For overcoming the shortcomings of the time based trajectory tracking control methods, this paper proposed a control method based on non-time based motion control concept. This method uses geometric criteria to select reference point, avoiding the disadvantages of time based controllers very well, as well as the insufficiency of the controllers designed by non-time based reference variables. In this method, the tracking control is only related to the actual condition of the robot, not to time. As a result, it is more general and applicable. Numerical simulations not only verify the effectiveness of the method, but also indicate that the forward direction interception length can be considered as the adjustable parameter of the controller, and the control effects can be adjusted by varying the length.
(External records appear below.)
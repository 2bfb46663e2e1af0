//! Configuration settings structures for shop-rs
//!
//! All structures deserialize from TOML files and `SHOP_*` environment
//! variables; every field has a default so partial files are accepted.

use std::time::Duration;

use serde::{Deserialize, Serialize};

use crate::logger::LoggerConfig;

fn default_app_name() -> String {
    "shop-rs".to_string()
}

fn default_app_version() -> String {
    crate::pkg_version().to_string()
}

fn default_host() -> String {
    "0.0.0.0".to_string()
}

fn default_port() -> u16 {
    7000
}

fn default_max_connections() -> u32 {
    10
}

fn default_min_connections() -> u32 {
    1
}

fn default_connection_timeout() -> u64 {
    30
}

fn default_query_timeout() -> u64 {
    10
}

/// Application basic information configuration
#[derive(Debug, Clone, PartialEq, Eq, Serialize, Deserialize)]
pub struct ApplicationConfig {
    #[serde(default = "default_app_name")]
    pub name: String,

    #[serde(default = "default_app_version")]
    pub version: String,
}

impl Default for ApplicationConfig {
    fn default() -> Self {
        Self {
            name: default_app_name(),
            version: default_app_version(),
        }
    }
}

/// Axum HTTP server configuration
#[derive(Debug, Clone, PartialEq, Eq, Serialize, Deserialize)]
pub struct ServerConfig {
    #[serde(default = "default_host")]
    pub host: String,

    #[serde(default = "default_port")]
    pub port: u16,
}

impl ServerConfig {
    /// Get the full server address as "host:port"
    pub fn address(&self) -> String {
        format!("{}:{}", self.host, self.port)
    }
}

impl Default for ServerConfig {
    fn default() -> Self {
        Self {
            host: default_host(),
            port: default_port(),
        }
    }
}

/// PostgreSQL connection configuration
#[derive(Debug, Clone, PartialEq, Eq, Serialize, Deserialize)]
pub struct DatabaseConfig {
    #[serde(default)]
    pub url: String,

    #[serde(default = "default_max_connections")]
    pub max_connections: u32,

    #[serde(default = "default_min_connections")]
    pub min_connections: u32,

    /// Seconds to wait for a pooled connection
    #[serde(default = "default_connection_timeout")]
    pub connection_timeout: u64,

    /// Upper bound in seconds for any single store call
    #[serde(default = "default_query_timeout")]
    pub query_timeout: u64,
}

impl DatabaseConfig {
    pub fn query_timeout(&self) -> Duration {
        Duration::from_secs(self.query_timeout)
    }
}

impl Default for DatabaseConfig {
    fn default() -> Self {
        Self {
            url: String::new(),
            max_connections: default_max_connections(),
            min_connections: default_min_connections(),
            connection_timeout: default_connection_timeout(),
            query_timeout: default_query_timeout(),
        }
    }
}

/// Root configuration structure
#[derive(Debug, Clone, Default, PartialEq, Eq, Serialize, Deserialize)]
pub struct Settings {
    #[serde(default)]
    pub application: ApplicationConfig,

    #[serde(default)]
    pub server: ServerConfig,

    #[serde(default)]
    pub database: DatabaseConfig,

    #[serde(default)]
    pub logger: LoggerConfig,
}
Though the good effectiveness of the method to track simple curves as well as complex curves has been proved by the simulations, it is still a pity that we have not carry out the proof of the effectiveness of the controller through theoretical derivation. We are hoping to research more deeply on the method through theoretical means to give out the theoretical proof of the effectiveness of it.

## Acknowledgement

This work was supported by the Natural Science Foundation of China [grant number 11772187 and 11802174], the China Postdoctoral Science Foundation [grant number 2018M632104].